Task goal:
Which of the lines below contain the string "version"? Pull each one out of the data.

### Dataset entries

//! Generator command-line construction.
//!
//! The command line doubles as the generation fingerprint, so it has to be
//! built deterministically: later flags replace earlier ones with the same
//! name, and the final list is sorted before the specification file is
//! appended.

/// Append `flag` to `cmdline`, replacing earlier occurrences of the option.
///
/// A bare flag (letters, digits, `_` and `-` only) first removes every entry
/// starting with it. `--no-X` additionally removes entries starting with
/// `--X`. Anything else, e.g. `--opt=value`, is appended as-is.
pub fn merge_flag(cmdline: &mut Vec<String>, flag: &str) {
  if !is_bare_flag(flag) {
    cmdline.push(flag.to_string());
    return;
  }

  cmdline.retain(|entry| !entry.starts_with(flag));
  if let Some(positive) = flag.strip_prefix("--no-") {
    let positive = format!("--{positive}");
    cmdline.retain(|entry| !entry.starts_with(&positive));
  }
  cmdline.push(flag.to_string());
}

/// Sort `flags` and append the specification file.
pub fn finalize(mut flags: Vec<String>, spec_file: &str) -> Vec<String> {
  flags.sort();
  flags.push(spec_file.to_string());
  flags
}

/// Whether `version` is at least `minimum`.
///
/// The comparison is a plain string comparison: "1.10" sorts before "1.9".
pub fn version_at_least(version: &str, minimum: &str) -> bool {
  version >= minimum
}

fn is_bare_flag(flag: &str) -> bool {
  !flag.is_empty() && flag.chars().all(|c| c.is_ascii_alphanumeric() || c == '_' || c == '-')
}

######

Output for this exercise:
/// Whether `version` is at least `minimum`.
pub fn version_at_least(version: &str, minimum: &str) -> bool {
  version >= minimum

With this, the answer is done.